** DATASET EXTRACT follows **
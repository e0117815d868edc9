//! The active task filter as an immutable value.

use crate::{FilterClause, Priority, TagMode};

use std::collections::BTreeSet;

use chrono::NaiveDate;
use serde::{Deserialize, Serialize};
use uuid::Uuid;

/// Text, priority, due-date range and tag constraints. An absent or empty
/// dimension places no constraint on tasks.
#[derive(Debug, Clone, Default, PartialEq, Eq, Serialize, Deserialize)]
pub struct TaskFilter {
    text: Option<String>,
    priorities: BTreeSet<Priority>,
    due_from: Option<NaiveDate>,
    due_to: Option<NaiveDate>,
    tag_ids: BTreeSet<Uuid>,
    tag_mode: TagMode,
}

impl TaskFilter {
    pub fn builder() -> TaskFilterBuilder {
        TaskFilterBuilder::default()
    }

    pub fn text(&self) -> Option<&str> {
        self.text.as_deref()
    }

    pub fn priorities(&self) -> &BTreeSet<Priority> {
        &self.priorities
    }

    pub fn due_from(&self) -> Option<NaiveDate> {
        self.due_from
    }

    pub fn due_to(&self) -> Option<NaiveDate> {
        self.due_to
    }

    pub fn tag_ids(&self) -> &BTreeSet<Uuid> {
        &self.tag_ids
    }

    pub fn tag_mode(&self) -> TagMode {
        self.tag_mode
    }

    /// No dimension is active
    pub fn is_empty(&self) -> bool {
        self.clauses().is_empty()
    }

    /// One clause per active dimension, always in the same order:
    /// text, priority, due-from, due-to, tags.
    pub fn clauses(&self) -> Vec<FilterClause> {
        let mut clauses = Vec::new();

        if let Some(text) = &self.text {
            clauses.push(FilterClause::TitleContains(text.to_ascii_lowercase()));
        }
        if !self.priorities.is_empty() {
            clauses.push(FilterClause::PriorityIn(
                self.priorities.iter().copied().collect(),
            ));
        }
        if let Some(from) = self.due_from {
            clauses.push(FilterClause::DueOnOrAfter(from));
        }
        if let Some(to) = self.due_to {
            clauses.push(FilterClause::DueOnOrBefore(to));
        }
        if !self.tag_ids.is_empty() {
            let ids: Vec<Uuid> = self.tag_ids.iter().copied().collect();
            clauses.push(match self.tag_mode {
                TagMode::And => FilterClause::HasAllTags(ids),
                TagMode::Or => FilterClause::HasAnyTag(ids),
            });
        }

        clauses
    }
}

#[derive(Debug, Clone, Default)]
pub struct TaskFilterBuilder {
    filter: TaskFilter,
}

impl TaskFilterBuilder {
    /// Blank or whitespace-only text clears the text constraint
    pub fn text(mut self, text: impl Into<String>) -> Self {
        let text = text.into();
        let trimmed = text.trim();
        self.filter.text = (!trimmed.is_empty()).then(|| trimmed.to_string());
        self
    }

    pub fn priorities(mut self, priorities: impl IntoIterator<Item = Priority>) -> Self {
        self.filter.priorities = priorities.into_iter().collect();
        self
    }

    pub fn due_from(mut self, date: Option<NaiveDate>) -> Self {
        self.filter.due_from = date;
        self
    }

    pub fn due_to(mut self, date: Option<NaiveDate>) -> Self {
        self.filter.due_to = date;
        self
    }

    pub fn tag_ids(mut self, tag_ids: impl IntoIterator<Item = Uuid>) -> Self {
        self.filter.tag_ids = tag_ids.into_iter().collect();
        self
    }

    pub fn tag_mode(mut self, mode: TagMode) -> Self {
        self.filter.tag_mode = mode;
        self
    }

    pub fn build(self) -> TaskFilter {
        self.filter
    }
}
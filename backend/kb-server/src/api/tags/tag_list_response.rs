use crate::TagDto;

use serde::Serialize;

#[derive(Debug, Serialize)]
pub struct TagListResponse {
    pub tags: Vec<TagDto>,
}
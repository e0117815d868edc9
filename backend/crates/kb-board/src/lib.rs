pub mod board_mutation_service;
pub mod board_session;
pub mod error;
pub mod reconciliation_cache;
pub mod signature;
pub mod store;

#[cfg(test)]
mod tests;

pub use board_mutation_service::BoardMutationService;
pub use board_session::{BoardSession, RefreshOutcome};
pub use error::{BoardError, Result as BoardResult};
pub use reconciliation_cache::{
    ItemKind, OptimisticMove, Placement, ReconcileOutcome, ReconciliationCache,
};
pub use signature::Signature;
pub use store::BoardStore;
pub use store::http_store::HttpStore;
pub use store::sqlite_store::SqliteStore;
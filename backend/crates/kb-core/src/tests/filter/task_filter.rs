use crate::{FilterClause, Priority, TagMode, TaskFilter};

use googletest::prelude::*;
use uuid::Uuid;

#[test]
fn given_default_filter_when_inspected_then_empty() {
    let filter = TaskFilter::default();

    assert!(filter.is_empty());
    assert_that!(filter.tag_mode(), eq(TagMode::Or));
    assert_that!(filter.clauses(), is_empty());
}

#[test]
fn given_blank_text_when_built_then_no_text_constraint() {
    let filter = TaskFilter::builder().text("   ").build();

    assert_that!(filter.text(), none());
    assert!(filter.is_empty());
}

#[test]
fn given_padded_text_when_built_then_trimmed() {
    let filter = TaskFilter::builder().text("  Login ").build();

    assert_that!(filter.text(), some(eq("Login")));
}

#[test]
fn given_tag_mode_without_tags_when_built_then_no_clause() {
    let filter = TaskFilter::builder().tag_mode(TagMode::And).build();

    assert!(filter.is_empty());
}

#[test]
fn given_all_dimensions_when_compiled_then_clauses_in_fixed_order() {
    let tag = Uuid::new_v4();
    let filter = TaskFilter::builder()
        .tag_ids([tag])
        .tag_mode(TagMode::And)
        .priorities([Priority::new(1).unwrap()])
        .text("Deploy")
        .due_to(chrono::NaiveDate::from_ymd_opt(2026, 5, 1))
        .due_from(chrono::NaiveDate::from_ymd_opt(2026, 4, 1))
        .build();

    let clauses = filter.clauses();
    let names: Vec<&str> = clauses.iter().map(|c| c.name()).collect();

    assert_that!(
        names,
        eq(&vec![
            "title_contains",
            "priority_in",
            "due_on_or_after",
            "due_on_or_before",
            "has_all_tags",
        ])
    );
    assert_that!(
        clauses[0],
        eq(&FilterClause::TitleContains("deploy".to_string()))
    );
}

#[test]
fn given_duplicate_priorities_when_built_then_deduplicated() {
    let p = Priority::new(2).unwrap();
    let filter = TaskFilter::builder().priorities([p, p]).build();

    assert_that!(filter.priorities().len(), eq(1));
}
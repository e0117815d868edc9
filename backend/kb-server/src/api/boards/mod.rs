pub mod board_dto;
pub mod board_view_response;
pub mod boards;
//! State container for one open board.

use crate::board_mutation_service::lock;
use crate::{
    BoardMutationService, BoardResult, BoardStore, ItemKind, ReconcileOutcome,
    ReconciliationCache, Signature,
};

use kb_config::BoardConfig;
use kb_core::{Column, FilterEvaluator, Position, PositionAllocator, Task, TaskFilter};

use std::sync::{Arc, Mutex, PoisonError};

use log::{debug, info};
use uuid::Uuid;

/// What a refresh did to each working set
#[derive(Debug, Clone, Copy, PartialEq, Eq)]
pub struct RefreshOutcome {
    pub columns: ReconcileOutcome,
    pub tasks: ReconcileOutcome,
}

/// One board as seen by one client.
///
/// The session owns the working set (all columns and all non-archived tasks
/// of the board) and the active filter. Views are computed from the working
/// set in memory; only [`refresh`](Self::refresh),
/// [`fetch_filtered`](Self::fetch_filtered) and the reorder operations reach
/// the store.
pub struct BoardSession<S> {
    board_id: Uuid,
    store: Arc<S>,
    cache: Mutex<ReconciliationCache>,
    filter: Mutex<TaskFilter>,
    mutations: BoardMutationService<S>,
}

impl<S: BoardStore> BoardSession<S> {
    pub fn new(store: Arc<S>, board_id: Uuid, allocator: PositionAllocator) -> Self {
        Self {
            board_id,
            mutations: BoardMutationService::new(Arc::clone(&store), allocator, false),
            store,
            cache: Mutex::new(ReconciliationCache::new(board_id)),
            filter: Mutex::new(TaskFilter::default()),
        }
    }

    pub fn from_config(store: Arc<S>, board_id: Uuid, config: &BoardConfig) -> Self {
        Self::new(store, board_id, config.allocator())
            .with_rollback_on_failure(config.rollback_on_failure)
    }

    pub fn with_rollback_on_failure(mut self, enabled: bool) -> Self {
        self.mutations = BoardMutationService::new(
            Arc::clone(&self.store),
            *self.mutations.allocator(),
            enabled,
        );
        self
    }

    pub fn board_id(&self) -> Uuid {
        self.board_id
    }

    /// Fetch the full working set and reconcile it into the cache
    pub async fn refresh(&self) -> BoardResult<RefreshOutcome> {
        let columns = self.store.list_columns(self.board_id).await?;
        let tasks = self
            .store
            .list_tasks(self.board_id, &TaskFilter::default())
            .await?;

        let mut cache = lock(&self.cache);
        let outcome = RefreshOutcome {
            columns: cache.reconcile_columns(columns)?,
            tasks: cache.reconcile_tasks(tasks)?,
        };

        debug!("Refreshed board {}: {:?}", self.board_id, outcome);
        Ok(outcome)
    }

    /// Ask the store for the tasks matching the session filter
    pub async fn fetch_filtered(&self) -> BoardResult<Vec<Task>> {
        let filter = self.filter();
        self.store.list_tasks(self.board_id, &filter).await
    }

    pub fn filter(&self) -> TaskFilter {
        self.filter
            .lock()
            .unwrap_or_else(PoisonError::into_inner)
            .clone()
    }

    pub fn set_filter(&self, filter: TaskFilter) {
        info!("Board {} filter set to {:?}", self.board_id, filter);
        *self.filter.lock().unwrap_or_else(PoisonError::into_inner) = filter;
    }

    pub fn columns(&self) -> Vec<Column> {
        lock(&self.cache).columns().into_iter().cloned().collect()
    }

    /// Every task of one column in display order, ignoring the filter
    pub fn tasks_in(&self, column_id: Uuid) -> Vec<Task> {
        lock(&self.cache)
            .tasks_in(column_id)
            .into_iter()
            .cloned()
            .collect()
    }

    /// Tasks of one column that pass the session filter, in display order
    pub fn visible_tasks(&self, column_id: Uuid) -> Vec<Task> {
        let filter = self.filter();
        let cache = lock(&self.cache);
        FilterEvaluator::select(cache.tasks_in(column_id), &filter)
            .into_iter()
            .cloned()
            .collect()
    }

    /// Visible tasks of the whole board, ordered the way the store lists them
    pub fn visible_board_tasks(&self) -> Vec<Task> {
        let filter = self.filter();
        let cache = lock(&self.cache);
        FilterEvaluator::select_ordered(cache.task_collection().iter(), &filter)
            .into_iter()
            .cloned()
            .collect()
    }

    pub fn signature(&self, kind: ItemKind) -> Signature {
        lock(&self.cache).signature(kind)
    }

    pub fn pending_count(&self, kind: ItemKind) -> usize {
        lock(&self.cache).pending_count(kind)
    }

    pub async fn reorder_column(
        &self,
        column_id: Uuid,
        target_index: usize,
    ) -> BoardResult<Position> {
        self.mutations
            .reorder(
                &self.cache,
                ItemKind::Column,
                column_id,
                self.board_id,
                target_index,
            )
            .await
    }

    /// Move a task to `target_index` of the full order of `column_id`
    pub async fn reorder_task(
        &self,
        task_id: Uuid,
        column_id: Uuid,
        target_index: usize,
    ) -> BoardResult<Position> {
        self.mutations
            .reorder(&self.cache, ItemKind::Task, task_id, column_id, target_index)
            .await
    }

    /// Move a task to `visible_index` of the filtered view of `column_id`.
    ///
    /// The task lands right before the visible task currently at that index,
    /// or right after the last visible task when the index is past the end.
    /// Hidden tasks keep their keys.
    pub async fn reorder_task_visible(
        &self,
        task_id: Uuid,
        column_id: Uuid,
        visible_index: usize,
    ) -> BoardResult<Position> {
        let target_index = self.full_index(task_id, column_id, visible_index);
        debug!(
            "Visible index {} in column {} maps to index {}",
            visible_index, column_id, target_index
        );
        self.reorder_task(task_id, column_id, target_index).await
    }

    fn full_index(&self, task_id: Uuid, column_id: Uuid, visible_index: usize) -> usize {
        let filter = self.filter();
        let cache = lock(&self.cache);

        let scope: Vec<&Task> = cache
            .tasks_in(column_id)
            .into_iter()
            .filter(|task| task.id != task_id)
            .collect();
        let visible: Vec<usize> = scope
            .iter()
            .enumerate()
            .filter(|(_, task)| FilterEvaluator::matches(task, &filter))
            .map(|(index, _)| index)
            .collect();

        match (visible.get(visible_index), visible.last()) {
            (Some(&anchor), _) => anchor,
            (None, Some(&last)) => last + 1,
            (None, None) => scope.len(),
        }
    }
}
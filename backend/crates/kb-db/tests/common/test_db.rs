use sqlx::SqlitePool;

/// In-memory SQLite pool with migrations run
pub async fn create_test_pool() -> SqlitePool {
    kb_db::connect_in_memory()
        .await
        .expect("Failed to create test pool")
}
** End of DATASET EXTRACT **
The lines above, from the first through the one containing "pub fn is_empty(&self)", must be restated word for word, with nothing added.

■ **EXERCISE SOLUTION**:
repository e0117815d868edc9
//! The active task filter as an immutable value.

use crate::{FilterClause, Priority, TagMode};

use std::collections::BTreeSet;

use chrono::NaiveDate;
use serde::{Deserialize, Serialize};
use uuid::Uuid;

/// Text, priority, due-date range and tag constraints. An absent or empty
/// dimension places no constraint on tasks.
#[derive(Debug, Clone, Default, PartialEq, Eq, Serialize, Deserialize)]
pub struct TaskFilter {
    text: Option<String>,
    priorities: BTreeSet<Priority>,
    due_from: Option<NaiveDate>,
    due_to: Option<NaiveDate>,
    tag_ids: BTreeSet<Uuid>,
    tag_mode: TagMode,
}

impl TaskFilter {
    pub fn builder() -> TaskFilterBuilder {
        TaskFilterBuilder::default()
    }

    pub fn text(&self) -> Option<&str> {
        self.text.as_deref()
    }

    pub fn priorities(&self) -> &BTreeSet<Priority> {
        &self.priorities
    }

    pub fn due_from(&self) -> Option<NaiveDate> {
        self.due_from
    }

    pub fn due_to(&self) -> Option<NaiveDate> {
        self.due_to
    }

    pub fn tag_ids(&self) -> &BTreeSet<Uuid> {
        &self.tag_ids
    }

    pub fn tag_mode(&self) -> TagMode {
        self.tag_mode
    }

    /// No dimension is active
    pub fn is_empty(&self) -> bool {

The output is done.